Au XIIe siècle, Abd el Latif,célèbre médecin irakien, affirmait que “les bains égyptiens étaient les plus beaux d’Orient, les plus commodes et les mieux disposés”. Aujourd’hui, exclus des campagnes de restauration du patrimoine, les derniers 7hammams du Caire se meurent inéluctablement dans l’indifférence générale.”Les Derniers bains du Caire”, est un livre “émouvant et salutaire ” qui nous invite à pénétrer dans ces lieux intimes à travers un travail photographique exceptionnel du photographe Pascal Meunier.
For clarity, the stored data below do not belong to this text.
//! Binary Frame Format
//!
//! Every message on the wire is one frame:
//!
//! ```text
//! ┌──────────────┬─────────────┬────────────────┬─────────────┐
//! │ length (be32)│ command (1) │ request_id(be64)│  payload    │
//! └──────────────┴─────────────┴────────────────┴─────────────┘
//!      4 bytes       1 byte         8 bytes        variable
//! ```
//!
//! `length` covers the 13-byte header plus the payload. The request id
//! is chosen by the client and echoed in the response, which is what
//! lets many requests share one connection without ordering.
//!
//! Like any length-prefixed stream format, decoding distinguishes three
//! outcomes: a complete frame, not-enough-bytes-yet (`Ok(None)`), and a
//! protocol violation (`Err`). Only the last one kills the connection.

use bytes::{BufMut, Bytes, BytesMut};
use thiserror::Error;

/// Size of the fixed frame header.
pub const HEADER_SIZE: usize = 13;

/// Largest allowed payload (16 MiB).
pub const MAX_PAYLOAD_SIZE: usize = 16 * 1024 * 1024;

/// Command bytes.
pub mod command {
    pub const SET: u8 = 0x01;
    pub const GET: u8 = 0x02;
    pub const DELETE: u8 = 0x03;
    pub const RESPONSE: u8 = 0xF0;
    pub const ERROR: u8 = 0xFF;
}

/// Status bytes carried in the first payload byte of RESPONSE/ERROR
/// frames.
pub mod status {
    pub const OK: u8 = 0x00;
    pub const CREATED: u8 = 0x01;
    pub const NO_CONTENT: u8 = 0x02;
    pub const BAD_REQUEST: u8 = 0x10;
    pub const UNAUTHORIZED: u8 = 0x11;
    pub const NOT_FOUND: u8 = 0x12;
    pub const CONFLICT: u8 = 0x13;
    pub const INTERNAL: u8 = 0x20;
    pub const INVALID_TTL: u8 = 0x21;
    pub const KEY_EXPIRED: u8 = 0x22;
}

/// Errors that make a byte stream unrecoverable as frames.
#[derive(Debug, Error, Clone, PartialEq, Eq)]
pub enum ProtocolError {
    /// Declared frame length exceeds the maximum
    #[error("frame too large: {size} bytes (max: {max})")]
    FrameTooLarge { size: usize, max: usize },

    /// Declared frame length is smaller than the header
    #[error("invalid frame length: {0}")]
    InvalidLength(usize),

    /// A payload field ran past the end of the payload
    #[error("truncated payload: {0}")]
    Truncated(&'static str),

    /// A payload field held an impossible value
    #[error("malformed payload: {0}")]
    Malformed(&'static str),
}

/// One wire message.
#[derive(Debug, Clone, PartialEq, Eq)]
pub struct Frame {
    pub command: u8,
    pub request_id: u64,
    pub payload: Bytes,
}

impl Frame {
    pub fn new(command: u8, request_id: u64, payload: Bytes) -> Self {
        Self {
            command,
            request_id,
            payload,
        }
    }

    /// Builds a RESPONSE frame: status byte followed by `data`.
    pub fn response(request_id: u64, status: u8, data: &[u8]) -> Self {
        let mut payload = BytesMut::with_capacity(1 + data.len());
        payload.put_u8(status);
        payload.put_slice(data);
        Self::new(command::RESPONSE, request_id, payload.freeze())
    }

    /// Builds an ERROR frame: status byte followed by a message.
    pub fn error(request_id: u64, status: u8, message: &str) -> Self {
        let mut payload = BytesMut::with_capacity(1 + message.len());
        payload.put_u8(status);
        payload.put_slice(message.as_bytes());
        Self::new(command::ERROR, request_id, payload.freeze())
    }

    /// Serializes the frame, header included.
    pub fn encode(&self) -> Bytes {
        let total = HEADER_SIZE + self.payload.len();
        let mut buf = BytesMut::with_capacity(total);
        buf.put_u32(total as u32);
        buf.put_u8(self.command);
        buf.put_u64(self.request_id);
        buf.put_slice(&self.payload);
        buf.freeze()
    }

    /// Attempts to decode one frame from the front of `buf`.
    ///
    /// Returns the frame and the number of bytes it occupied, or
    /// `Ok(None)` when the buffer does not yet hold a whole frame.
    pub fn decode(buf: &[u8]) -> Result<Option<(Frame, usize)>, ProtocolError> {
        if buf.len() < HEADER_SIZE {
            return Ok(None);
        }

        let length = u32::from_be_bytes([buf[0], buf[1], buf[2], buf[3]]) as usize;
        if length > HEADER_SIZE + MAX_PAYLOAD_SIZE {
            return Err(ProtocolError::FrameTooLarge {
                size: length,
                max: HEADER_SIZE + MAX_PAYLOAD_SIZE,
            });
        }
        if length < HEADER_SIZE {
            return Err(ProtocolError::InvalidLength(length));
        }
        if buf.len() < length {
            return Ok(None);
        }

        let command = buf[4];
        let request_id = u64::from_be_bytes([
            buf[5], buf[6], buf[7], buf[8], buf[9], buf[10], buf[11], buf[12],
        ]);
        let payload = Bytes::copy_from_slice(&buf[HEADER_SIZE..length]);

        Ok(Some((
            Frame {
                command,
                request_id,
                payload,
            },
            length,
        )))
    }

    /// Splits a RESPONSE/ERROR payload into its status byte and body.
    pub fn split_status(&self) -> Result<(u8, &[u8]), ProtocolError> {
        let Some((&status, body)) = self.payload.split_first() else {
            return Err(ProtocolError::Truncated("missing status byte"));
        };
        Ok((status, body))
    }
}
Des photographies qui accompagnent des textes littéraires et documentés, de May Telmissany et Eve Gandossi .
“Les Derniers bains du Caire”, paru en décembre 2008, aux Editions Le Bec en l’Air, retrace “l’histoire, les fonctions et rendent hommage à ceux qui luttent contre la disparition des bains publiques du Caire.” Ce livre  qui analyse les fonctions du hammam et ses représentations dans la mémoire individuelle et collective, est suite à un travail entamé avec “Hammams, les bains magiciens” (Editions Dakota, 2001) et puis “Hammams” (Editions Dakota, 2005).


Redevenir humain


Ainsi, et dans l’intimité des maslakhs, les salles de réception, ou sur les dalles de marbre des salles chaudes, apparaît un monde où le corps et l’esprit se libèrent, où “l’on redevient humain, simplement, idéalement, poétiquement humain” selon les mots de l’expérience sensible de l’écrivaine égyptienne May Telmissany.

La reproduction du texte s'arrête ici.